▶ _GIVEN ENTRIES_:
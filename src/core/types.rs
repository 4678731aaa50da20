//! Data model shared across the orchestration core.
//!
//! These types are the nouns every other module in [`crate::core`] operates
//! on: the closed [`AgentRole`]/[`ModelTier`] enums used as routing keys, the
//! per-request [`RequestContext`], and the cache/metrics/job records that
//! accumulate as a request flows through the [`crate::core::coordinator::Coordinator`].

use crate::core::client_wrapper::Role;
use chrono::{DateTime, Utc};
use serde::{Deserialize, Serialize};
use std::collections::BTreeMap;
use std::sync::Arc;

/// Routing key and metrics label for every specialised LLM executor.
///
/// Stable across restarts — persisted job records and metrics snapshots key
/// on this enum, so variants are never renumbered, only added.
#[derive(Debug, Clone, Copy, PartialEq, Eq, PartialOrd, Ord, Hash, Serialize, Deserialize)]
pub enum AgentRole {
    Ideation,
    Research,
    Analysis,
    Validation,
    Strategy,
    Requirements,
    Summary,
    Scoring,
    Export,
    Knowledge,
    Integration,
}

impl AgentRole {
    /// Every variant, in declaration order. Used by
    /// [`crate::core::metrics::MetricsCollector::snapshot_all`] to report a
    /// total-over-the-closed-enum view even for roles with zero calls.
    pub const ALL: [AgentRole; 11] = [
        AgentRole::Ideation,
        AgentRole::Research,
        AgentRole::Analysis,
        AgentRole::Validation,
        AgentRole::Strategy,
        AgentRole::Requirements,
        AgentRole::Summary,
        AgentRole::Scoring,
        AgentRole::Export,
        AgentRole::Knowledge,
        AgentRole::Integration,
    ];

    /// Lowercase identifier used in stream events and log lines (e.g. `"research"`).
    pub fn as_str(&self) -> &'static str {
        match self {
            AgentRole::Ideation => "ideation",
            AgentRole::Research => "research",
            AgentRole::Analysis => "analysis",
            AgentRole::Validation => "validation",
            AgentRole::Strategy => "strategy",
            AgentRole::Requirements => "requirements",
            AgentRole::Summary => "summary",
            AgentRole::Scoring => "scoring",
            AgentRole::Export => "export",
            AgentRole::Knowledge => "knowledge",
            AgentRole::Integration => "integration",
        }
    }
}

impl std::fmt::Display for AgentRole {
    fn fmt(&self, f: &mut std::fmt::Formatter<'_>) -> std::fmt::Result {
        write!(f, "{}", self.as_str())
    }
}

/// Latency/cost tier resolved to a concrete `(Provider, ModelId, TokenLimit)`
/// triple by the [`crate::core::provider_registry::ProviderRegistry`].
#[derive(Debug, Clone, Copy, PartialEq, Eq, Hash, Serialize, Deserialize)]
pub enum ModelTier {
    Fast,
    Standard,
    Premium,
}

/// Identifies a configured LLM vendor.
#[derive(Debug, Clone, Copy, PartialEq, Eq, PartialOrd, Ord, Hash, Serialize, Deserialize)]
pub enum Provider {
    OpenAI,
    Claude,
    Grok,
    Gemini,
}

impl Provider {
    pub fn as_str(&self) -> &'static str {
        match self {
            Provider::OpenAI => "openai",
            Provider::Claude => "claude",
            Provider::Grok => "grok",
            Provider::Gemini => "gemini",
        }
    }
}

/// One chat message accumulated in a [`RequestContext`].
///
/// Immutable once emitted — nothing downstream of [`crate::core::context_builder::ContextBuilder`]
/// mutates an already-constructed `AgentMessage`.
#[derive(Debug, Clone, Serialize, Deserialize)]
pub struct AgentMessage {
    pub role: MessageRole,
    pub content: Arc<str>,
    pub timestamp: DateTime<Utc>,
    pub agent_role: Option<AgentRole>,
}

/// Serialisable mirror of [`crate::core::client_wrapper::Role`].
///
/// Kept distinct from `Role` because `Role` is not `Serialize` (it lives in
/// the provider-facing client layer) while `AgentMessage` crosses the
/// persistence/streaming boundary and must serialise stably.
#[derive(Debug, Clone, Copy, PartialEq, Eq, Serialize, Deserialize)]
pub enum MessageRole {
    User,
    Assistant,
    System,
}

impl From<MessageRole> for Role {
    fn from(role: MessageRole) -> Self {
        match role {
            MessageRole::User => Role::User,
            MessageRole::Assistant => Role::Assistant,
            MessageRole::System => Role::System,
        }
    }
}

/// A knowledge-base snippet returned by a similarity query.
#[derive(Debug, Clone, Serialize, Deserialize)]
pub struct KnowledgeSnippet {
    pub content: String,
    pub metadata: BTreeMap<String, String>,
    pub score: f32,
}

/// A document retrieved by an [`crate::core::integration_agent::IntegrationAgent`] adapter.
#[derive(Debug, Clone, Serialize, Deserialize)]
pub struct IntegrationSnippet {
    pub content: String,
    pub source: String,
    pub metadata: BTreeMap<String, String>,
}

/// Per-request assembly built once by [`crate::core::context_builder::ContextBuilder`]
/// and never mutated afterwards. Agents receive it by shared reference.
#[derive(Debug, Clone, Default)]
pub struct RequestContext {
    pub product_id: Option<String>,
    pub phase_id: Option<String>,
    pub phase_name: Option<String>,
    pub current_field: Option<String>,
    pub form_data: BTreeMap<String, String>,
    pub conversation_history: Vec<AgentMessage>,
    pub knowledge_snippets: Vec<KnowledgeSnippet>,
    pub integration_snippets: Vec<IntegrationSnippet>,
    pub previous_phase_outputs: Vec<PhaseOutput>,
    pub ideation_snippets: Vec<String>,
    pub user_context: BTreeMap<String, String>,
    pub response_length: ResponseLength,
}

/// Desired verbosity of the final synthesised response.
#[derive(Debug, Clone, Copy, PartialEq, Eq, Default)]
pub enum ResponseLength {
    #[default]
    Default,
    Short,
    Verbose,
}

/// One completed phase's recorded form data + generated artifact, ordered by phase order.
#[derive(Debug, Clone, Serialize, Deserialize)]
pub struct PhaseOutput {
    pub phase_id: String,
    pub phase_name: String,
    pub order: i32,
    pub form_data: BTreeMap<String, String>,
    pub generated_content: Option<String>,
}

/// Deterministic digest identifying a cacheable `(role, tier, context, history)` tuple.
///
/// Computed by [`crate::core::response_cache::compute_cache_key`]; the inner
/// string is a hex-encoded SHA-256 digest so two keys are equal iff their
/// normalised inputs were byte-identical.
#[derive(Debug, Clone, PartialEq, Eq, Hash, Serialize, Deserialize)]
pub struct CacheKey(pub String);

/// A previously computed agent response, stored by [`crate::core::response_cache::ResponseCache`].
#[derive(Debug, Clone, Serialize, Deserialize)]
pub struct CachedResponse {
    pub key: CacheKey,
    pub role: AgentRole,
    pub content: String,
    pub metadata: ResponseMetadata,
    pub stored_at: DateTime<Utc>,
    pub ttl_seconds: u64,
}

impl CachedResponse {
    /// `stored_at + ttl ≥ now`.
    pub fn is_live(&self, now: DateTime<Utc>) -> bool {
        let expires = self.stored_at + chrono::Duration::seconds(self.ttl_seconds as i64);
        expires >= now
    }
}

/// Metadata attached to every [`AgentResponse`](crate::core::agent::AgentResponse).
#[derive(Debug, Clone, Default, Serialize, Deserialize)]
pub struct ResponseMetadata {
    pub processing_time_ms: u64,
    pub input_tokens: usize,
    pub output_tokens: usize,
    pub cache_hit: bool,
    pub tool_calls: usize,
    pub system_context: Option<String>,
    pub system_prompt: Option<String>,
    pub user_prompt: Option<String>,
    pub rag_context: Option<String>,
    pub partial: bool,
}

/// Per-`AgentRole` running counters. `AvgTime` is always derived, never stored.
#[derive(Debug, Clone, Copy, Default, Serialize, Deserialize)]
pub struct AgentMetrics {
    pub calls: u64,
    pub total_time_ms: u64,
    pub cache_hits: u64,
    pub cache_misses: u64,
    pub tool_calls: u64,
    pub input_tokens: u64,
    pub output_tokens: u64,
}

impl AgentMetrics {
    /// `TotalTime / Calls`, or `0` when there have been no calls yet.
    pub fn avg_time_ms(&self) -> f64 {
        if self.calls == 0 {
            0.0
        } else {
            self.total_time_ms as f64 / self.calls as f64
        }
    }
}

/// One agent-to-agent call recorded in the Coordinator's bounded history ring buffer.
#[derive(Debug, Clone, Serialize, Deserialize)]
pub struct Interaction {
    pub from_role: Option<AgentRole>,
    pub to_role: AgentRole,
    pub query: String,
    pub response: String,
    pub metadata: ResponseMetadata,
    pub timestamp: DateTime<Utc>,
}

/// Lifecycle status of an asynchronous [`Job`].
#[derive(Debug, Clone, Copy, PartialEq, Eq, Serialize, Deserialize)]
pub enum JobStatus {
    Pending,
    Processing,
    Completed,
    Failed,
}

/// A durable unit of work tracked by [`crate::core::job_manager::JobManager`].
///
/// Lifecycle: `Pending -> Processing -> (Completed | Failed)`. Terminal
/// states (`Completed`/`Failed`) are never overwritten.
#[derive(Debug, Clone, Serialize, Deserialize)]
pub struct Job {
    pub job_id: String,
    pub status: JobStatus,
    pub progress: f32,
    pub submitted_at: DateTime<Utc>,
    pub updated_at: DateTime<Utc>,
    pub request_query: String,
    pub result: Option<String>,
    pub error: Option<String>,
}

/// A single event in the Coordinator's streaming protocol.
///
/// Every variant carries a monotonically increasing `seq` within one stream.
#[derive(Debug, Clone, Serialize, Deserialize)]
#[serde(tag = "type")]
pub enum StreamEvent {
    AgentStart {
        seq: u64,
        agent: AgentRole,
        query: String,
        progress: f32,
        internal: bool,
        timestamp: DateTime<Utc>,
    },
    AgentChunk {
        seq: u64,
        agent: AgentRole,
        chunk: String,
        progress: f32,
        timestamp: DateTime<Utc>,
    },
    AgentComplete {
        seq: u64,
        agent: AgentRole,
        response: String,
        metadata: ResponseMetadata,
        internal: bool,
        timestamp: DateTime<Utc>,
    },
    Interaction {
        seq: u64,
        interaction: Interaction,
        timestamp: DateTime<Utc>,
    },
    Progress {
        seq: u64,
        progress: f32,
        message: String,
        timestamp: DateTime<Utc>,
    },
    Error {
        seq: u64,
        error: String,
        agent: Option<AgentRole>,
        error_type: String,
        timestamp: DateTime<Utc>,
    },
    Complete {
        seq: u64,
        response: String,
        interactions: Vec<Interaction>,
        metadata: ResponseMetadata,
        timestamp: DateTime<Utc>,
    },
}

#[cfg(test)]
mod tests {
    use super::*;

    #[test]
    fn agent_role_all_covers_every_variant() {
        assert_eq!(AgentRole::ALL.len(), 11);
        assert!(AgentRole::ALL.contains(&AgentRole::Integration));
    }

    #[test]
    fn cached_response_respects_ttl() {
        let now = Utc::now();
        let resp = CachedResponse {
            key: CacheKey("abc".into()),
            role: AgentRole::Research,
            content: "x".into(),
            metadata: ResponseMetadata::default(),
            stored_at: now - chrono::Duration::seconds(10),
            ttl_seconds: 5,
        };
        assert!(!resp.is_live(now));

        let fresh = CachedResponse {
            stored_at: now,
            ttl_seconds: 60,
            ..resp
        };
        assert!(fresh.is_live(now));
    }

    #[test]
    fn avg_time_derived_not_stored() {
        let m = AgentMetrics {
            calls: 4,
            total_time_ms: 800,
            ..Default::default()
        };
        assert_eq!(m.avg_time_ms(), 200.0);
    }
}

* * *

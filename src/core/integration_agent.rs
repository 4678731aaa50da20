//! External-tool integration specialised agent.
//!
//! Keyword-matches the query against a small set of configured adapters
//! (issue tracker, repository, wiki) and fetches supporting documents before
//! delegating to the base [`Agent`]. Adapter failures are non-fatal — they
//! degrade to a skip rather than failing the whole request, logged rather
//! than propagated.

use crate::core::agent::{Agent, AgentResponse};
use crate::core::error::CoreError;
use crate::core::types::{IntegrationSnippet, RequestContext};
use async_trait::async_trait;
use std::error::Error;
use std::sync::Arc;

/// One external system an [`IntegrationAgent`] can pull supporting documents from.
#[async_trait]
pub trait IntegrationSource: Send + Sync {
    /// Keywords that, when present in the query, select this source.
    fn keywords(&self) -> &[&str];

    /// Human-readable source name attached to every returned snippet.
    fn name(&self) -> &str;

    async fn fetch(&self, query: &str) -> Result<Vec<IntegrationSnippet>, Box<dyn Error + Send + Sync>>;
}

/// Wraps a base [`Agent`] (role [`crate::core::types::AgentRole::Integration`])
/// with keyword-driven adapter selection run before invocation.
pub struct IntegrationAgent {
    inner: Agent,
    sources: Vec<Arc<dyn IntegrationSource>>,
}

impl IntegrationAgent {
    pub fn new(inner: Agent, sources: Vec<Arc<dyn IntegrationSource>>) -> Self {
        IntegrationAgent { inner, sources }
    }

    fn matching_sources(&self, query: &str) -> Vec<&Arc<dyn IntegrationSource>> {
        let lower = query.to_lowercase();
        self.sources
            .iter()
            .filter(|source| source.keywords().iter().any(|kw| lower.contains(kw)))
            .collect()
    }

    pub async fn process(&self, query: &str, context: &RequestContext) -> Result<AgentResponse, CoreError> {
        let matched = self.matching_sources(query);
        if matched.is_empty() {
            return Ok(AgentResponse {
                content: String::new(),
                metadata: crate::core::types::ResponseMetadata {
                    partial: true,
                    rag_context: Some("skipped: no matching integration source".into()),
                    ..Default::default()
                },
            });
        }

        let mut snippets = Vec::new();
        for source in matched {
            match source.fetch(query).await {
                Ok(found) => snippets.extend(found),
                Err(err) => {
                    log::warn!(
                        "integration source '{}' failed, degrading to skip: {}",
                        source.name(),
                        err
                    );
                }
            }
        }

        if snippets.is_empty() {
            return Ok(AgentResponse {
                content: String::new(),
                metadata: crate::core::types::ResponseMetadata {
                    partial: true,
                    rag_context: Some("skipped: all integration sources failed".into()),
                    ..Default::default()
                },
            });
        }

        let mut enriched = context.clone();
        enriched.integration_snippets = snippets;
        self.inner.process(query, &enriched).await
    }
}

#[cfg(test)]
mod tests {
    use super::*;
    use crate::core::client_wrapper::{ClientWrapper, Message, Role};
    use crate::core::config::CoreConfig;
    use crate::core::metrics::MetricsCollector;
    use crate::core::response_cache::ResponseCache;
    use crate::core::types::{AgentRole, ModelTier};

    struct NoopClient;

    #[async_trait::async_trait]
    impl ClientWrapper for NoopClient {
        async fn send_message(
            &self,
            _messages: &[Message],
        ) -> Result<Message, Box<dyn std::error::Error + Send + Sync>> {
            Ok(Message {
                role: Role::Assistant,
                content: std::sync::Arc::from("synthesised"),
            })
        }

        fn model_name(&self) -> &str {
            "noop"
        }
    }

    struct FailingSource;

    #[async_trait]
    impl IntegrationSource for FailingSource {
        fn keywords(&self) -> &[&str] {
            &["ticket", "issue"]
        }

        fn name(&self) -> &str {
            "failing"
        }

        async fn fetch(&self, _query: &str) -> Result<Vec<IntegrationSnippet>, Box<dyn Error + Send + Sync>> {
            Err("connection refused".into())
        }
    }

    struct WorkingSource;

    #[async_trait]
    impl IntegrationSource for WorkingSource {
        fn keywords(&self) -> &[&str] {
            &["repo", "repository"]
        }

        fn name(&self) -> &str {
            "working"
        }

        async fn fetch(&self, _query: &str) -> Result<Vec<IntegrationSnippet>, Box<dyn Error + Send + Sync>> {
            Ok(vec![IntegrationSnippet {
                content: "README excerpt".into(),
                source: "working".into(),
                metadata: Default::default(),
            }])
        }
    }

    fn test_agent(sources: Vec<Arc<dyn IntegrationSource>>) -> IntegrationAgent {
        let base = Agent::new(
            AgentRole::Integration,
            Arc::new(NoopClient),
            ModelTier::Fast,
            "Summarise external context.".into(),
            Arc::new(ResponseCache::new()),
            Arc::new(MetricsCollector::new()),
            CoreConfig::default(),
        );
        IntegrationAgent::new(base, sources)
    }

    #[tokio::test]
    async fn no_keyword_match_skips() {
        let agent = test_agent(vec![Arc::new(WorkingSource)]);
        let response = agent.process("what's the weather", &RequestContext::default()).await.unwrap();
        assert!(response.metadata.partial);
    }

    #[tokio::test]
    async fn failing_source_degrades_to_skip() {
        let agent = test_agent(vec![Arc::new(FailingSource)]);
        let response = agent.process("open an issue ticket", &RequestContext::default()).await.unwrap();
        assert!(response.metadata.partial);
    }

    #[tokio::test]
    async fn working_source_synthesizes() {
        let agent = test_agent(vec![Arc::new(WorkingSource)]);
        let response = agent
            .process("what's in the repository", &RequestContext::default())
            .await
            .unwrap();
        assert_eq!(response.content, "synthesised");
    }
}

▶ _PROMPT_: Among the entries above, how many lines hold the string "Interaction"? Give the number by itself.

▶ _WORKED SOLUTION_: 4